> [Task instructions] The number needed is how many lines in these entries contain "BufferPool"; give it alone.
════════
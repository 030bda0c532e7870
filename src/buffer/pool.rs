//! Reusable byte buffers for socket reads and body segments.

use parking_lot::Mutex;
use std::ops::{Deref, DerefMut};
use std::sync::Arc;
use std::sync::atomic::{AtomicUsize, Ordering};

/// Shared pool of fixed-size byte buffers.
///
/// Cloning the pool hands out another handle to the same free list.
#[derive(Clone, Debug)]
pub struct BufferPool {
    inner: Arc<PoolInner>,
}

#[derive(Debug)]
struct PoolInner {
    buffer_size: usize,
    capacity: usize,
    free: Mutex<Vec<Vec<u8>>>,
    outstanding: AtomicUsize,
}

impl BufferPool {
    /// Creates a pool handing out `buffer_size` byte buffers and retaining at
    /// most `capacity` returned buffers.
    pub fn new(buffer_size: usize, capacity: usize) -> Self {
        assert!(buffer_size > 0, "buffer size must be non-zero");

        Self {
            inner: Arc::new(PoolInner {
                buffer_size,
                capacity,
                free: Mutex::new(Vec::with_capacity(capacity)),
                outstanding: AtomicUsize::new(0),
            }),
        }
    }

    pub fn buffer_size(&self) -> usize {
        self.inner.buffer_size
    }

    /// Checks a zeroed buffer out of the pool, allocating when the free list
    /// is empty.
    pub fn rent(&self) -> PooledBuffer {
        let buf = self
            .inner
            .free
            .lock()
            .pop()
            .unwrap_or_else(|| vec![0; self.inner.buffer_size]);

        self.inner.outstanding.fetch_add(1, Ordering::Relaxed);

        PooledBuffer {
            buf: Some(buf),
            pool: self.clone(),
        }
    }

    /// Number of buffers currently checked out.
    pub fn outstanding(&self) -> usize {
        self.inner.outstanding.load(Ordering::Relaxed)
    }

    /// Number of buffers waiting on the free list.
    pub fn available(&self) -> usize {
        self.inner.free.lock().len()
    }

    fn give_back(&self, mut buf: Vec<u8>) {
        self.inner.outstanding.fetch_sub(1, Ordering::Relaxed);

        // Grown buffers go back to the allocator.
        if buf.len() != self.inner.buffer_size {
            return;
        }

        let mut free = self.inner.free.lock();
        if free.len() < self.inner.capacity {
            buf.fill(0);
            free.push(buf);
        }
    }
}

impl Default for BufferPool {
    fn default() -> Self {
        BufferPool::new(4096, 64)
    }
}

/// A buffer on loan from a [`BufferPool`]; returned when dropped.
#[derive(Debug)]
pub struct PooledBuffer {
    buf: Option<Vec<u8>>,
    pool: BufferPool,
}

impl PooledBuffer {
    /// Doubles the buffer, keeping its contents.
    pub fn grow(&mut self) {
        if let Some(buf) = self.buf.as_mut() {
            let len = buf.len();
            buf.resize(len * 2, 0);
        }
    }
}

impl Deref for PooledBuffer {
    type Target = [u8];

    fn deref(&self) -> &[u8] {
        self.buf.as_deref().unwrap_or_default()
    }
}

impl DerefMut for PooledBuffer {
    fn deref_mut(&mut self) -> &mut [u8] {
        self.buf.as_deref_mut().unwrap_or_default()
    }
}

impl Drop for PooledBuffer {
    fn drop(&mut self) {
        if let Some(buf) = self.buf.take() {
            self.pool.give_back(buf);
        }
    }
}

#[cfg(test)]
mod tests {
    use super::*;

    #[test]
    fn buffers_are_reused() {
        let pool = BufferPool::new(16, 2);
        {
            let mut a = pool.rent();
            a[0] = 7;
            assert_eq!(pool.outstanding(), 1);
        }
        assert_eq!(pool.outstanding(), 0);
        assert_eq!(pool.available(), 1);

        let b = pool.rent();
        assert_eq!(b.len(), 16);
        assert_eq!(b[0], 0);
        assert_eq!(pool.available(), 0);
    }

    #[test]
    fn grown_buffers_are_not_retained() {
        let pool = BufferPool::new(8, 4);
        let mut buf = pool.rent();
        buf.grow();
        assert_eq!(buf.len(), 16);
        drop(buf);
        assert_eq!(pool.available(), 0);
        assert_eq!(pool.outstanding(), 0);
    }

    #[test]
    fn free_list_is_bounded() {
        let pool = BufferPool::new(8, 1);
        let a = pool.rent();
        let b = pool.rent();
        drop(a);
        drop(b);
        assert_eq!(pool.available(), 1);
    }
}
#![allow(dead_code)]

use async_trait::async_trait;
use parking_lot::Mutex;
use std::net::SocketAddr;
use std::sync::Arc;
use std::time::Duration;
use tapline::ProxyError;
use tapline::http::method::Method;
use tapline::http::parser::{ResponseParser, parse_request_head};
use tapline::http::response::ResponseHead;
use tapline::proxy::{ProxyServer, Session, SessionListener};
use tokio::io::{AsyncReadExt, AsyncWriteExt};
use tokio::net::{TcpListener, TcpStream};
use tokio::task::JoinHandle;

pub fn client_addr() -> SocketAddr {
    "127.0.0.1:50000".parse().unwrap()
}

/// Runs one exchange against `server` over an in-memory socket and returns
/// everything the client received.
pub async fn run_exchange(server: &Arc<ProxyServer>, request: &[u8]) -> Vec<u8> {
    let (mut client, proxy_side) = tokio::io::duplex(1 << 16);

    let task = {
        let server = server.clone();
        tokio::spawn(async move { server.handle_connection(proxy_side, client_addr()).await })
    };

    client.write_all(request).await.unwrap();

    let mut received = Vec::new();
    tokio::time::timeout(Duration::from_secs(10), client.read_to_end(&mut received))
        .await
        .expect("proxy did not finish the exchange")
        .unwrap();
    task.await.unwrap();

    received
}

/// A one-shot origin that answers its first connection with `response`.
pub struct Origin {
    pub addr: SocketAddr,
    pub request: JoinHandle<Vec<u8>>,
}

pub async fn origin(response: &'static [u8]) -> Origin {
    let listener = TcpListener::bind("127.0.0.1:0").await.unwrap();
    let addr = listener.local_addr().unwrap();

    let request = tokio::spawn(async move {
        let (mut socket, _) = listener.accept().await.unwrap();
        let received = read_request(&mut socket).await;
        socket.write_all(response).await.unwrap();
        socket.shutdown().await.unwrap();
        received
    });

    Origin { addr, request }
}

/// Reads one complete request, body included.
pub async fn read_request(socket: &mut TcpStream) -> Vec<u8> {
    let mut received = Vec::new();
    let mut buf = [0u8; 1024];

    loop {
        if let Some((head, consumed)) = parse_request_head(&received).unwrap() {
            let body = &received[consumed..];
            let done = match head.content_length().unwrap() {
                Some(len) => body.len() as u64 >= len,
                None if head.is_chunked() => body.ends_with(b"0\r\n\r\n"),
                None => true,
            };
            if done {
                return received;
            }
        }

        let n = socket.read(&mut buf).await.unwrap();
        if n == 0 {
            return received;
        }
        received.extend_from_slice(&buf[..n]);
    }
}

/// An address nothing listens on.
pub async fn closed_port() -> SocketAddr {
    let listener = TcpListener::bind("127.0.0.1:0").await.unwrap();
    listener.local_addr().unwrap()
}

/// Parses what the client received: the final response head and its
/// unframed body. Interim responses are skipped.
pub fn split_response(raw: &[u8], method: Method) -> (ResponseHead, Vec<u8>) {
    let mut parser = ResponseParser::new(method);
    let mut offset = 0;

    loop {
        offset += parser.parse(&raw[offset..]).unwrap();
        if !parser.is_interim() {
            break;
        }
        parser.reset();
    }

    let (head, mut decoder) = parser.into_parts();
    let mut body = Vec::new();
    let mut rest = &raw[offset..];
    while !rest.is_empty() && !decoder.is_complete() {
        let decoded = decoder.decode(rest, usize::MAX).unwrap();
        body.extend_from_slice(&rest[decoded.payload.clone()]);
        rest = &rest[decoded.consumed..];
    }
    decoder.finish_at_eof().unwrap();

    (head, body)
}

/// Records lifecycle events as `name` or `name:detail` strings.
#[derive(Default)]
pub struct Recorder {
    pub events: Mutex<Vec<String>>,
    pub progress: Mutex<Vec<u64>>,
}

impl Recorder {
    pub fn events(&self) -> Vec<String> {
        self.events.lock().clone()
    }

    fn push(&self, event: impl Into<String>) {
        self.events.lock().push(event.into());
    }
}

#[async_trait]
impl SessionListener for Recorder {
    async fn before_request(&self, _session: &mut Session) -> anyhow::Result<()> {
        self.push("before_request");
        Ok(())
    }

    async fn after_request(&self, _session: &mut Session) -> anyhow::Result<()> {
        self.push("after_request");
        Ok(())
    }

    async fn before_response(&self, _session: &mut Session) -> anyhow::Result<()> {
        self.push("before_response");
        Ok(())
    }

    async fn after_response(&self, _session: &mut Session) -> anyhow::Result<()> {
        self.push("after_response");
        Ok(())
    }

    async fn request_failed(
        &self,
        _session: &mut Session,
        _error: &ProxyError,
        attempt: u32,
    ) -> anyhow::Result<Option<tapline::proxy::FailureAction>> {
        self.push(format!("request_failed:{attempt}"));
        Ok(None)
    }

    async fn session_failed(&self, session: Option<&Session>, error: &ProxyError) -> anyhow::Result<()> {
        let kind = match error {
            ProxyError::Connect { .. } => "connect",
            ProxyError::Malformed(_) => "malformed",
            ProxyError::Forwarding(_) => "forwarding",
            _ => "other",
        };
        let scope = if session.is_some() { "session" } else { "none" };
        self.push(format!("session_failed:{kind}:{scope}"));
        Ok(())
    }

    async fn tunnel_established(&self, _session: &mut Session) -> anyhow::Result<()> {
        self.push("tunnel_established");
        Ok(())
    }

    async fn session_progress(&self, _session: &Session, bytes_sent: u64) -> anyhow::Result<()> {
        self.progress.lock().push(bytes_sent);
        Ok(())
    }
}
════════
> [Exercise answer] 9